From the entries below, transcribe exactly the lines between the line holding "self.segments.iter().skip(1).map(String::as_str).collect()" and the line holding "pub fn direct_count(&self)", inclusive; skip all other lines.

Dataset records =>

.....

//! Core tree types shared by the index, the passes and the storage layer.
use crate::config::SegmentLayout;
use crate::record::PlaceRecord;
use smallvec::SmallVec;
use std::collections::BTreeSet;
use std::fmt;
use std::path::PathBuf;

/// Location of a node in the prefix trie: country code, then geohash segments.
///
/// The empty path is the synthetic root covering all countries. Paths order
/// lexicographically by segment, so a parent always sorts before its children.
#[derive(Debug, Clone, Default, PartialEq, Eq, PartialOrd, Ord, Hash)]
pub struct NodePath {
    segments: SmallVec<[String; 8]>,
}

impl NodePath {
    pub fn root() -> Self {
        Self::default()
    }

    pub fn from_segments<I, S>(segments: I) -> Self
    where
        I: IntoIterator<Item = S>,
        S: Into<String>,
    {
        Self {
            segments: segments.into_iter().map(Into::into).collect(),
        }
    }

    /// Split a record's `country + geohash` into segments.
    ///
    /// ```
    /// use geolod::config::SegmentLayout;
    /// use geolod::record::RecordParser;
    /// use geolod::types::NodePath;
    ///
    /// let record = RecordParser::default().parse("IRLezjmd-a1").unwrap();
    /// let path = NodePath::for_record(&SegmentLayout::default(), &record);
    /// assert_eq!(path.to_string(), "IRL/ezj/m/d");
    /// ```
    pub fn for_record(layout: &SegmentLayout, record: &PlaceRecord) -> Self {
        let geohash = record.geohash();
        let geohash = &geohash[..geohash.len().min(layout.max_geohash_len)];
        let (first, rest) = geohash.split_at(layout.first_geohash_width.min(geohash.len()));

        let mut segments: SmallVec<[String; 8]> = SmallVec::new();
        segments.push(record.country_code().to_string());
        segments.push(first.to_string());
        segments.extend(rest.chars().map(String::from));
        Self { segments }
    }

    pub fn child(&self, segment: &str) -> Self {
        let mut segments = self.segments.clone();
        segments.push(segment.to_string());
        Self { segments }
    }

    pub fn parent(&self) -> Option<Self> {
        if self.is_root() {
            return None;
        }
        let mut segments = self.segments.clone();
        segments.pop();
        Some(Self { segments })
    }

    /// Every path from the first segment down to `self`, root excluded.
    pub fn prefixes(&self) -> impl Iterator<Item = NodePath> + '_ {
        (1..=self.segments.len()).map(|len| Self {
            segments: self.segments[..len].iter().cloned().collect(),
        })
    }

    pub fn segments(&self) -> &[String] {
        &self.segments
    }

    pub fn last_segment(&self) -> Option<&str> {
        self.segments.last().map(String::as_str)
    }

    /// Number of segments; the root has depth 0, countries depth 1.
    pub fn depth(&self) -> usize {
        self.segments.len()
    }

    pub fn is_root(&self) -> bool {
        self.segments.is_empty()
    }

    pub fn is_country(&self) -> bool {
        self.segments.len() == 1
    }

    pub fn country(&self) -> Option<&str> {
        self.segments.first().map(String::as_str)
    }

    /// The geohash this node covers, empty for the root and for countries.
    pub fn geohash(&self) -> String {
        self.segments.iter().skip(1).map(String::as_str).collect()
    }

    /// Relative filesystem location isomorphic to the path.
    pub fn to_relative_path(&self) -> PathBuf {
        self.segments.iter().collect()
    }
}

impl fmt::Display for NodePath {
    fn fmt(&self, f: &mut fmt::Formatter<'_>) -> fmt::Result {
        if self.is_root() {
            return f.write_str("<root>");
        }
        f.write_str(&self.segments.join("/"))
    }
}

/// A node of the prefix trie.
#[derive(Debug, Clone, Default, PartialEq, Eq)]
pub struct BucketNode {
    path: NodePath,
    members: BTreeSet<String>,
    children: BTreeSet<String>,
}

impl BucketNode {
    pub fn new(path: NodePath) -> Self {
        Self {
            path,
            members: BTreeSet::new(),
            children: BTreeSet::new(),
        }
    }

    pub fn path(&self) -> &NodePath {
        &self.path
    }

    pub fn level(&self) -> usize {
        self.path.depth()
    }

    /// Points stored exactly at this node.
    pub fn direct_count(&self) -> u64 {
        self.members.len() as u64
    }

    pub fn members(&self) -> impl Iterator<Item = &str> {
        self.members.iter().map(String::as_str)
    }

    /// Immediate child segment names, in sorted order.
    pub fn children(&self) -> impl Iterator<Item = &str> {
        self.children.iter().map(String::as_str)
    }

    pub fn child_paths(&self) -> impl Iterator<Item = NodePath> + '_ {
        self.children.iter().map(|c| self.path.child(c))
    }

    pub fn child_count(&self) -> usize {
        self.children.len()
    }

    pub fn has_member(&self, member: &str) -> bool {
        self.members.contains(member)
    }

    pub(crate) fn add_member(&mut self, member: &str) -> bool {
        self.members.insert(member.to_string())
    }

    pub(crate) fn add_child(&mut self, segment: &str) -> bool {
        self.children.insert(segment.to_string())
    }
}

/// Outcome of a create-if-absent request.
#[derive(Debug, Clone, Copy, PartialEq, Eq)]
pub enum NodeCreation {
    Created,
    AlreadyExists,
}

/// A node as reloaded from a storage backend.
#[derive(Debug, Clone, PartialEq, Eq)]
pub struct StoredNode {
    pub path: NodePath,
    pub members: Vec<String>,
}

#[cfg(test)]
mod tests {
    use super::*;
    use crate::record::RecordParser;

    #[test]
    fn test_path_for_record() {
        let layout = SegmentLayout::default();
        let record = RecordParser::new(layout).parse("FRAu09tv-b1").unwrap();
        let path = NodePath::for_record(&layout, &record);
        assert_eq!(path.segments(), &["FRA", "u09", "t", "v"]);
        assert_eq!(path.depth(), 4);
        assert_eq!(path.geohash(), "u09tv");
        assert_eq!(path.country(), Some("FRA"));
    }

    #[test]
    fn test_path_truncated_to_layout_depth() {
        let layout = SegmentLayout {
            max_geohash_len: 4,
            ..SegmentLayout::default()
        };
        let record = RecordParser::new(layout).parse("FRAu09tvwx-b1").unwrap();
        let path = NodePath::for_record(&layout, &record);
        assert_eq!(path.to_string(), "FRA/u09/t");
    }

    #[test]
    fn test_parent_child_and_prefixes() {
        let path = NodePath::from_segments(["IRL", "ezj", "m"]);
        assert_eq!(path.parent().unwrap(), NodePath::from_segments(["IRL", "ezj"]));
        assert_eq!(path.child("d").last_segment(), Some("d"));
        assert!(NodePath::root().parent().is_none());

        let prefixes: Vec<String> = path.prefixes().map(|p| p.to_string()).collect();
        assert_eq!(prefixes, vec!["IRL", "IRL/ezj", "IRL/ezj/m"]);
    }

    #[test]
    fn test_parent_sorts_before_child() {
        let parent = NodePath::from_segments(["IRL", "ezj"]);
        let child = parent.child("0");
        let sibling = NodePath::from_segments(["IRL", "ezk"]);
        assert!(parent < child);
        assert!(child < sibling);
        assert!(NodePath::root() < parent);
    }

    #[test]
    fn test_display_and_relative_path() {
        assert_eq!(NodePath::root().to_string(), "<root>");
        let path = NodePath::from_segments(["IRL", "ezj"]);
        assert_eq!(path.to_relative_path(), PathBuf::from("IRL").join("ezj"));
    }

    #[test]
    fn test_bucket_node_membership() {
        let mut node = BucketNode::new(NodePath::from_segments(["IRL", "ezj"]));
        assert!(!node.has_member("IRLezj-a1"));
        assert!(node.add_member("IRLezj-a1"));
        assert!(!node.add_member("IRLezj-a1"));
        assert!(node.has_member("IRLezj-a1"));
        assert!(!node.has_member("IRLezj-a2"));
        assert_eq!(node.direct_count(), 1);
    }
}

.....

Problem solution =>
        self.segments.iter().skip(1).map(String::as_str).collect()
    }

    /// Relative filesystem location isomorphic to the path.
    pub fn to_relative_path(&self) -> PathBuf {
        self.segments.iter().collect()
    }
}

impl fmt::Display for NodePath {
    fn fmt(&self, f: &mut fmt::Formatter<'_>) -> fmt::Result {
        if self.is_root() {
            return f.write_str("<root>");
        }
        f.write_str(&self.segments.join("/"))
    }
}

/// A node of the prefix trie.
#[derive(Debug, Clone, Default, PartialEq, Eq)]
pub struct BucketNode {
    path: NodePath,
    members: BTreeSet<String>,
    children: BTreeSet<String>,
}

impl BucketNode {
    pub fn new(path: NodePath) -> Self {
        Self {
            path,
            members: BTreeSet::new(),
            children: BTreeSet::new(),
        }
    }

    pub fn path(&self) -> &NodePath {
        &self.path
    }

    pub fn level(&self) -> usize {
        self.path.depth()
    }

    /// Points stored exactly at this node.
    pub fn direct_count(&self) -> u64 {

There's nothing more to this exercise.